Die Zukunft ist auch nicht mehr das, was sie mal war. Die meisten haben doch Angst vor der Zukunft. Die Menschen glauben nicht einmal an die Zukunft der Zukunft. Diese ängstlichen Zukunftsprognosen vieler Deutscher zu Beginn des Jahres 2026 sind ein Armutszeugnis für die politisch Verantwortlichen. Die Geschichte lehrt uns, dass auch wirtschaftlich erfolgreiche Länder ihre Zukunft vergeigen können – lies mal Geschichte des Untergangs des Römischen Reichs. Es ist die altrömische Maxime “Brot und Spiele”, die hier zelebriert wird. Zu lange haben sich die Bürger davon einlullen lassen. Die andauernde Wiederholung, dass es uns noch sie so gut gegangen sei, wie derzeit, ist Ausdruck dieser Wohlfühl-Politik. Aber immer mehr erkennen die Menschen, dass sie in einer sich immer stärker aufblähenden Wohlfühlblase stecken, die keine Zukunftsfähigkeit hat und bald platzen könnte.
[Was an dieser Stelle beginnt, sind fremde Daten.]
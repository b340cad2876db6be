// Parser for the Alert-Info header (RFC 3261 Section 20.4)
// Alert-Info = "Alert-Info" HCOLON alert-param *(COMMA alert-param)
// alert-param = LAQUOT absoluteURI RAQUOT *( SEMI generic-param )
//
// The absoluteURI is defined in RFC 3986 as containing a scheme and following components.
// Angle brackets (LAQUOT, RAQUOT) are explicitly required around the URI.
// Multiple Alert-Info values may be provided as a comma-separated list.

use nom::{
    bytes::complete::{tag_no_case, take_while1},
    combinator::{map, map_res},
    error::ParseError,
    multi::{many0},
    sequence::{delimited, pair, preceded},
    IResult,
};
use std::str;
use std::fmt;
use std::str::FromStr;
// Remove fluent_uri import
// use fluent_uri::Uri as FluentUri;  // Import for RFC 3986 URI parsing

// Import from base parser modules
use crate::parser::separators::{hcolon, semi, comma, laquot, raquot};
use crate::parser::common_params::{generic_param, semicolon_separated_params0};
use crate::parser::uri::parse_absolute_uri; // Using the correct function name
use crate::parser::common::comma_separated_list1;
use crate::parser::ParseResult;
use crate::parser::uri::parse_uri; // Import the actual URI parser
use nom::combinator::all_consuming; // Import all_consuming

use crate::types::uri::Uri;
use crate::error::Error as CrateError; // Import crate error
// use crate::types::alert_info::AlertInfo as AlertInfoHeader; // Removed unused import

use crate::types::param::Param;

// Import shared parsers
use super::uri_with_params::uri_with_generic_params;

use serde::{Serialize, Deserialize};

/// AlertInfoUri represents any valid URI for Alert-Info headers
/// This is necessary because the Uri type in the codebase only supports SIP URIs
#[derive(Debug, Clone, PartialEq, Eq, Serialize, Deserialize)]
pub enum AlertInfoUri {
    /// A SIP URI
    Sip(Uri),
    /// Non-SIP URI using fluent-uri for RFC 3986 compliance
    Other {
        /// The scheme (http, https, ftp, etc.)
        scheme: String,
        /// The complete URI as a string
        uri: String,
    }
}

impl FromStr for AlertInfoUri {
    type Err = CrateError;

    fn from_str(s: &str) -> Result<Self, Self::Err> {
        // Check if this is a SIP or SIPS URI
        if s.to_lowercase().starts_with("sip:") || s.to_lowercase().starts_with("sips:") {
            // Use Uri::from_str which now calls the internal nom parser
            match Uri::from_str(s) {
                Ok(uri) => return Ok(AlertInfoUri::Sip(uri)),
                Err(e) => return Err(e), // Propagate parsing error
            }
        }

        // For non-SIP URIs, perform basic validation manually
        if let Some(colon_pos) = s.find(':') {
            let scheme = &s[..colon_pos];
            // Basic validation: scheme must not be empty and start with a letter
            if !scheme.is_empty() && scheme.chars().next().map_or(false, |c| c.is_ascii_alphabetic()) {
                Ok(AlertInfoUri::Other {
                    scheme: scheme.to_string(),
                    uri: s.to_string(),
                })
            } else {
                Err(CrateError::ParseError(format!("Invalid URI scheme: {}", scheme)))
            }
        } else {
            // No colon found, invalid URI
            Err(CrateError::ParseError(format!("Invalid URI (missing scheme): {}", s)))
        }
    }
}

impl fmt::Display for AlertInfoUri {
    fn fmt(&self, f: &mut fmt::Formatter<'_>) -> fmt::Result {
        match self {
            AlertInfoUri::Sip(uri) => write!(f, "{}", uri),
            AlertInfoUri::Other { uri, .. } => write!(f, "{}", uri),
        }
    }
}

// Make this struct public
#[derive(Debug, Clone, PartialEq, Eq, Serialize, Deserialize)]
pub struct AlertInfoValue { 
    pub uri: AlertInfoUri,
    pub params: Vec<Param>
}

// alert-param = LAQUOT absoluteURI RAQUOT *( SEMI generic-param )
fn alert_param(input: &[u8]) -> ParseResult<AlertInfoValue> {
    // Simple implementation that extracts the URI between angle brackets
    // and any parameters that follow
    let (input, uri_bytes) = delimited(
        laquot,
        take_while1(|c| c != b'>'), // Take everything until closing angle bracket
        raquot
    )(input)?;
    
    // Convert URI bytes to string
    let uri_str = match std::str::from_utf8(uri_bytes) {
        Ok(s) => s,
        Err(_) => return Err(nom::Err::Error(nom::error::Error::new(
            input,
            nom::error::ErrorKind::Verify
        ))),
    };
    
    // Parse any parameters
    let (input, params) = many0(preceded(semi, generic_param))(input)?;
    
    // Create AlertInfoUri with safer non-recursive approach
    let uri = match create_alert_info_uri(uri_str) {
        Ok(uri) => uri,
        Err(_) => return Err(nom::Err::Error(nom::error::Error::new(
            input,
            nom::error::ErrorKind::Verify
        ))),
    };
    
    Ok((input, AlertInfoValue { uri, params }))
}

// Helper function to create an AlertInfoUri without using FromStr implementation
fn create_alert_info_uri(uri_str: &str) -> Result<AlertInfoUri, CrateError> {
    // Use the FromStr implementation which is now safe
    AlertInfoUri::from_str(uri_str)
}

/// Parses an Alert-Info header value.
/// 
/// # RFC 3261 Section 20.4 Format
/// ```text
/// Alert-Info = "Alert-Info" HCOLON alert-param *(COMMA alert-param)
/// alert-param = LAQUOT absoluteURI RAQUOT *( SEMI generic-param )
/// ```
/// 
/// # Example
/// ```text
/// Alert-Info: <http://www.example.com/sounds/moo.wav>
/// Alert-Info: <http://www.example.com/sounds/moo.wav>;level=10
/// ```
pub fn parse_alert_info(input: &[u8]) -> ParseResult<Vec<AlertInfoValue>> {
    // Per RFC 3261, the Alert-Info header must contain at least one alert-param
    comma_separated_list1(alert_param)(input)
}

/// Parses a complete Alert-Info header including the header name
/// 
/// This function parses the full header including the "Alert-Info:" prefix.
pub fn parse_alert_info_header(input: &[u8]) -> ParseResult<Vec<AlertInfoValue>> {
    preceded(
        pair(tag_no_case(b"Alert-Info"), hcolon),
        parse_alert_info
    )(input)
}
Es geht dabei nicht um den vermeintlichen Wohlstand, der ohnehin ungleich verteilt ist.
Du sitzt entspannt im Flugzeug, aber du kennst nicht mal den Piloten. Du fährst entspannt auf einem Schiff, obwohl du den Kapitän nicht kennst. Du sitzt entspannt in einem Bus, aber der Fahrer ist die unbekannt. Warum bist so wenig entspannt, auch wenn du dir sicher sein kannst, dass Gott alles unter Kontrolle hat.